Model systems are similarly invaluable in fundamental drug discovery research. A good example is a hydrophobic protein cavity in which a single engineered polar amino acid residue can provide information on the role of electrostatics in small molecule binding. There also "virtual" model systems; for instance a molecular mechanics force field in which the electrostatic interactions are turned off to study only the influence of the Van der Waals interactions. Synthetic chemists can also tell you about scores of model systems that are constructed to demonstrate the feasibility of certain reactions or conformational effects. These model systems are not infallible, and they are certainly not data by themselves. But what they are are invitations to discovery, curious starting points, hints that point the way to interesting phenomena. Whether one uses them depends to some extent on time and resource availability, but we would be naive to simply discard them because they represent isolated or anecdotal cases.

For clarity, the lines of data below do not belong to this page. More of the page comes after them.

use serde::{Deserialize, Serialize};
use std::env;
use tracing::{debug, error, info, warn};

use crate::config::ConfigError;

#[derive(Debug, Clone, Serialize, Deserialize)]
pub struct MinioConfig {
    pub endpoint: String,
    pub access_key: String,
    pub secret_key: String,
    pub bucket_name: String,
    /// Base URL under which uploaded objects are publicly served; document
    /// URLs stored on entities are built from it.
    pub links_prefix: String,
    pub region: Option<String>,
    pub secure: bool,
}

impl MinioConfig {
    /// Load MinIO configuration from environment variables
    ///
    /// Expected environment variables:
    /// - MINIO_ENDPOINT: MinIO server endpoint (e.g., "localhost:9000")
    /// - MINIO_ACCESS_KEY: Access key for MinIO
    /// - MINIO_SECRET_KEY: Secret key for MinIO
    /// - MINIO_BUCKET_NAME: Bucket holding uploaded documents
    /// - MINIO_LINKS_PREFIX: Public base URL for download links
    /// - MINIO_REGION: Optional region (defaults to "us-east-1")
    /// - MINIO_SECURE: Whether to use HTTPS (defaults to false)
    pub fn from_env() -> Result<Self, ConfigError> {
        info!("Loading MinIO configuration from environment variables");

        let endpoint = env::var("MINIO_ENDPOINT").map_err(|_| {
            error!("MINIO_ENDPOINT environment variable not found");
            ConfigError::EnvVarNotFound("MINIO_ENDPOINT".to_string())
        })?;
        debug!("MinIO endpoint: {}", endpoint);

        let access_key = env::var("MINIO_ACCESS_KEY").map_err(|_| {
            error!("MINIO_ACCESS_KEY environment variable not found");
            ConfigError::EnvVarNotFound("MINIO_ACCESS_KEY".to_string())
        })?;

        let secret_key = env::var("MINIO_SECRET_KEY").map_err(|_| {
            error!("MINIO_SECRET_KEY environment variable not found");
            ConfigError::EnvVarNotFound("MINIO_SECRET_KEY".to_string())
        })?;

        let bucket_name = env::var("MINIO_BUCKET_NAME").map_err(|_| {
            error!("MINIO_BUCKET_NAME environment variable not found");
            ConfigError::EnvVarNotFound("MINIO_BUCKET_NAME".to_string())
        })?;
        debug!("MinIO bucket name: {}", bucket_name);

        let region = env::var("MINIO_REGION").ok().or_else(|| {
            warn!("MINIO_REGION not set, using default: us-east-1");
            Some("us-east-1".to_string())
        });

        let secure = env::var("MINIO_SECURE")
            .unwrap_or_else(|_| "false".to_string())
            .parse()
            .unwrap_or_else(|_| {
                warn!("Invalid MINIO_SECURE value, defaulting to false");
                false
            });

        let links_prefix = env::var("MINIO_LINKS_PREFIX").unwrap_or_else(|_| {
            warn!("MINIO_LINKS_PREFIX not set, using default: http://127.0.0.1:9000/");
            "http://127.0.0.1:9000/".to_string()
        });

        let config = Self {
            endpoint,
            access_key,
            secret_key,
            bucket_name,
            links_prefix,
            region,
            secure,
        };

        config.validate()?;
        info!("MinIO configuration loaded successfully");
        Ok(config)
    }

    /// Validate the configuration
    pub fn validate(&self) -> Result<(), ConfigError> {
        if self.endpoint.is_empty() {
            error!("MinIO endpoint is empty");
            return Err(ConfigError::ValidationError("Endpoint cannot be empty".to_string()));
        }

        if self.access_key.is_empty() {
            error!("MinIO access key is empty");
            return Err(ConfigError::ValidationError("Access key cannot be empty".to_string()));
        }

        if self.secret_key.is_empty() {
            error!("MinIO secret key is empty");
            return Err(ConfigError::ValidationError("Secret key cannot be empty".to_string()));
        }

        if self.bucket_name.is_empty() {
            error!("MinIO bucket name is empty");
            return Err(ConfigError::ValidationError("Bucket name cannot be empty".to_string()));
        }

        if !self
            .bucket_name
            .chars()
            .all(|c| c.is_alphanumeric() || c == '-' || c == '.')
        {
            error!("Invalid bucket name format: {}", self.bucket_name);
            return Err(ConfigError::ValidationError(
                "Bucket name contains invalid characters".to_string(),
            ));
        }

        if self.bucket_name.len() < 3 || self.bucket_name.len() > 63 {
            return Err(ConfigError::ValidationError(
                "Bucket name must be between 3 and 63 characters".to_string(),
            ));
        }

        Ok(())
    }

    /// Get the full endpoint URL with protocol
    pub fn get_endpoint_url(&self) -> String {
        let protocol = if self.secure { "https" } else { "http" };
        format!("{}://{}", protocol, self.endpoint)
    }

    /// Public download URL for an object in the configured bucket.
    pub fn download_url(&self, object_name: &str) -> String {
        format!(
            "{}/{}/{}",
            self.links_prefix.trim_end_matches('/'),
            self.bucket_name,
            object_name
        )
    }

    /// Reverse of [`MinioConfig::download_url`]: the object name a stored
    /// document URL points at, or `None` for foreign URLs.
    pub fn object_key(&self, url: &str) -> Option<String> {
        let prefix = format!("{}/{}/", self.links_prefix.trim_end_matches('/'), self.bucket_name);
        url.strip_prefix(&prefix)
            .filter(|key| !key.is_empty())
            .map(|key| key.to_string())
    }
}

impl Default for MinioConfig {
    fn default() -> Self {
        Self {
            endpoint: "localhost:9000".to_string(),
            access_key: "minioadmin".to_string(),
            secret_key: "minioadmin".to_string(),
            bucket_name: "autoloc-documents".to_string(),
            links_prefix: "http://127.0.0.1:9000/".to_string(),
            region: Some("us-east-1".to_string()),
            secure: false,
        }
    }
}

#[cfg(test)]
mod tests {
    use super::*;

    #[test]
    fn test_default_config_is_valid() {
        let config = MinioConfig::default();
        assert!(config.validate().is_ok());
        assert_eq!(config.bucket_name, "autoloc-documents");
        assert!(!config.secure);
    }

    #[test]
    fn test_validate_empty_endpoint() {
        let mut config = MinioConfig::default();
        config.endpoint = String::new();
        assert!(config.validate().is_err());
    }

    #[test]
    fn test_validate_invalid_bucket_name() {
        let mut config = MinioConfig::default();
        config.bucket_name = "ab".to_string(); // Too short
        assert!(config.validate().is_err());
    }

    #[test]
    fn test_get_endpoint_url() {
        let mut config = MinioConfig::default();
        assert_eq!(config.get_endpoint_url(), "http://localhost:9000");

        config.secure = true;
        assert_eq!(config.get_endpoint_url(), "https://localhost:9000");
    }

    #[test]
    fn test_download_url_key_round_trip() {
        let config = MinioConfig::default();
        let url = config.download_url("contracts/64b0c1/scan.pdf");
        assert_eq!(
            url,
            "http://127.0.0.1:9000/autoloc-documents/contracts/64b0c1/scan.pdf"
        );
        assert_eq!(config.object_key(&url).as_deref(), Some("contracts/64b0c1/scan.pdf"));
        assert_eq!(config.object_key("https://elsewhere.example/x.pdf"), None);
    }
}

That brings me to the value of outliers. Outliers are interesting in almost any investigation, but they are especially important in a paradigm like biology or medicine where the emergent, non-linear nature of the system leads to significant variance. In fact one could argue that medicine is currently being revolutionized by the study of outliers in clinical trials. Outliers can point the way to selecting subgroups of patient populations, so-called 'extraordinary responders" who elicit an unusual response to certain drugs. A great recent example is the anticancer drug Iressa which was withdrawn from the market because of lack of efficacy. However, a few years later AstraZeneca could introduce the drug back into the market when it found out that patients with EGFR mutations responded much better to it than the general population. It was thus the outliers that could help repurpose a drug, one which is saving lives today. And as the genetic basis of medicine is unraveled more and more, we can be sure that specific outlier patients who are distinguished by unique genetic signatures will be critical not only in targeting specific drugs but also in advancing basic science; a great example along these lines is the aerobics instructor in Texas who had a mutation in a protein called PCSK9, now a lucrative target for heart disease drugs. It would have been a shame if her particular case had simply been dismissed as a statistical anomaly.
That then is the great value of anecdotes, not as markers of scientific laws in themselves but as starting points for experiment and theory, as signposts leading us to intellectual forests and mountaintops. Whether these forests and mountaintops contain anything of value is a separate question, but without the anecdotes we may never know about their existence.